While playing in Spain, The Ones were invited to perform at Salvador Dalí’s villa in Cadaqués. Froese’s encounter with Dalí was highly influential, inspiring him to pursue more experimental directions with his music. The Ones disbanded in 1967, having released only one single (“Lady Greengrass” / “Love of Mine”).
He is best known for founding the electronic music group Tangerine Dream. Although his solo and group recordings prior to 2003 name him as “Edgar Froese”, his solo albums from 2003 onward bear the artist name “Edgar W. Froese”.
After returning to Berlin, Froese began recruiting musicians for the Berlin-based band Tangerine Dream, a prolific solo artist, and one of the most influential pioneers of electronic music. That term, however, was one that Froese rejected. “We don’t like what we do to be called ‘electronic music’,” he insisted. “We are people making music, not machines. We are writing songs and compositions and then translate them with synthesizers … but also other instruments.” Initially, the group found themselves trying to emulate the superstars of Anglo-American rock music, such as Eric Clapton or Jimi Hendrix, before it dawned on Froese that they needed to find a way to express their own background and experiences. “The Germans have no roots in rock music,” he said. “We didn’t have the attitude for rock’n’roll, the blues and so on.”
This philosophy would enable Tangerine Dream to encompass various kinds of classical, avant-garde and minimalist influences within their music as well as heavy rock and ambient atmospheres, and it set Froese and Tangerine Dream apart from other “Krautrock” bands such as Neu! or Kraftwerk, whose so-called “motorik” beats emphasized machine-like repetition.

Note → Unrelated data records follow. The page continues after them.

//! Shadow evaluation of a candidate against requirements and the live
//! implementation.

use async_trait::async_trait;
use phoenix_types::{
    derive_seed, InvariantKind, Request, Service, ShadowReport, StructuredRequirements,
};
use rand::rngs::StdRng;
use rand::{Rng, SeedableRng};
use regex::Regex;

/// Synthetic inputs appended to the example inputs.
pub const SYNTHETIC_INPUTS: usize = 20;

const SYNTHETIC_RANGE: u32 = 10_000;

/// Example inputs followed by seeded synthetic inputs. Identical requirements
/// always yield the identical corpus.
pub fn build_corpus(req: &StructuredRequirements) -> Vec<String> {
    corpus_with(req, SYNTHETIC_INPUTS)
}

fn corpus_with(req: &StructuredRequirements, synthetic: usize) -> Vec<String> {
    let mut rng = StdRng::seed_from_u64(derive_seed(&req.spec_hash, "shadow", 0));
    let mut corpus: Vec<String> = req.examples.iter().map(|e| e.input.clone()).collect();
    corpus.extend((0..synthetic).map(|_| format!("syn-{}", rng.gen_range(0..SYNTHETIC_RANGE))));
    corpus
}

#[async_trait]
pub trait ShadowRunner: Send + Sync {
    async fn run(
        &self,
        req: &StructuredRequirements,
        current: Option<&dyn Service>,
        candidate: &dyn Service,
        require_backward_compat: bool,
    ) -> ShadowReport;
}

/// Replays the corpus through both implementations.
#[derive(Debug, Clone)]
pub struct CorpusShadowRunner {
    synthetic_inputs: usize,
}

impl CorpusShadowRunner {
    pub fn new() -> Self {
        Self {
            synthetic_inputs: SYNTHETIC_INPUTS,
        }
    }

    pub fn with_synthetic_inputs(mut self, n: usize) -> Self {
        self.synthetic_inputs = n;
        self
    }

    fn evaluate(
        &self,
        req: &StructuredRequirements,
        current: Option<&dyn Service>,
        candidate: &dyn Service,
        require_backward_compat: bool,
    ) -> Vec<String> {
        let mut mismatches = Vec::new();
        for input in corpus_with(req, self.synthetic_inputs) {
            let request = Request::new(input.as_str());
            let (first, second) = match (candidate.process(&request), candidate.process(&request))
            {
                (Ok(a), Ok(b)) => (a.output, b.output),
                (Err(e), _) | (_, Err(e)) => {
                    mismatches.push(format!("Candidate fault for input {input}: {e}"));
                    continue;
                }
            };
            // A fault in the live implementation counts as no output.
            let live = current.and_then(|c| c.process(&request).ok().and_then(|r| r.output));

            for inv in &req.invariants {
                if let Some(m) = check_invariant(inv, &input, first.as_deref(), second.as_deref())
                {
                    mismatches.push(m);
                }
            }

            for ex in req.examples.iter().filter(|e| e.input == input) {
                for expected in &ex.expected_output_contains {
                    let hit = first.as_deref().is_some_and(|o| o.contains(expected.as_str()));
                    if !hit {
                        mismatches.push(format!(
                            "{} failed: output missing expected substring {expected}",
                            ex.id
                        ));
                    }
                }
            }

            if require_backward_compat {
                if let (Some(live), Some(out)) = (live.as_deref(), first.as_deref()) {
                    if live != out {
                        mismatches.push(format!("Backward compatibility mismatch for input {input}"));
                    }
                }
            }
        }
        mismatches
    }
}

impl Default for CorpusShadowRunner {
    fn default() -> Self {
        Self::new()
    }
}

fn check_invariant(
    inv: &phoenix_types::InvariantSpec,
    input: &str,
    first: Option<&str>,
    second: Option<&str>,
) -> Option<String> {
    let id = &inv.id;
    match inv.kind {
        InvariantKind::NonNull => first
            .is_none()
            .then(|| format!("{id} failed: output null for input {input}")),
        InvariantKind::Determinism => (first != second)
            .then(|| format!("{id} failed: non-deterministic output for input {input}")),
        InvariantKind::ContainsSubstring => {
            let needle = inv.param("substring")?;
            let hit = first.is_some_and(|o| o.contains(needle));
            (!hit).then(|| format!("{id} failed: output missing substring {needle}"))
        }
        InvariantKind::Regex => {
            let pattern = inv.param("regex")?;
            let hit = match Regex::new(pattern) {
                Ok(re) => first.is_some_and(|o| re.is_match(o)),
                Err(_) => false,
            };
            (!hit).then(|| format!("{id} failed: output does not match regex {pattern}"))
        }
    }
}

#[async_trait]
impl ShadowRunner for CorpusShadowRunner {
    async fn run(
        &self,
        req: &StructuredRequirements,
        current: Option<&dyn Service>,
        candidate: &dyn Service,
        require_backward_compat: bool,
    ) -> ShadowReport {
        let mismatches = self.evaluate(req, current, candidate, require_backward_compat);
        if mismatches.is_empty() {
            tracing::debug!(candidate = candidate.name(), "shadow evaluation clean");
        } else {
            tracing::warn!(
                candidate = candidate.name(),
                mismatches = mismatches.len(),
                "shadow evaluation found mismatches"
            );
        }
        ShadowReport::from_mismatches(mismatches)
    }
}
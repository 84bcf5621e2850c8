/// Errors from the version registry.
#[derive(Debug, thiserror::Error)]
pub enum RegistryError {
    #[error("registry io error at {path}: {source}")]
    Io {
        path: String,
        #[source]
        source: std::io::Error,
    },
    #[error("registry file {path} is corrupt: {message}")]
    Corrupt { path: String, message: String },
    #[error("registry serialization failed: {0}")]
    Serialize(#[from] serde_json::Error),
    #[error("registry lock poisoned")]
    LockPoisoned,
}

Froese’s versatility and artistic inquisitiveness drove Tangerine Dream to create more than 100 studio albums; his catalogue of more than 20 solo albums included Macula Transfer (1976), Stuntman (1979), Kamikaze 1989) and the four-volume series Ambient Highway (2003).
Froese’s composition “Stuntman” has been used as the opening theme music for “Mabat Sheni” (“Second Look”), an investigative news program from Channel One television in Israel, since the 1980s.
In his personal life Edgar Froese declared himself to be vegetarian, teetotaler, and a non-smoker; he also did not take drugs. Froese was married to artist and photographer Monique Froese from 1974 until her death in 2000. Their son Jerome Froese was a member of Tangerine Dream from 1990 through 2006. Edgar Froese remarried to artist and musician Bianca Acquaye.
he band’s live performances became increasingly rare in recent years, though they played selected European dates in 2007 to mark the group’s 40th anniversary, including one at the Astoria in central London. Their show at the Royal Albert Hall on 1 April 2010 was billed as the Zeitgeist concert, and was captured on a three-CD live album. The Electric Mandarine Tour 2012 took the band to Europe and North America, and they performed in Melbourne, Australia, in November that year.
Edgar Froese died suddenly in Vienna on 20 January 2015 from a pulmonary embolism and was posthumously awarded the Schallwelle Honorary Award for Lifetime Achievement in 2015.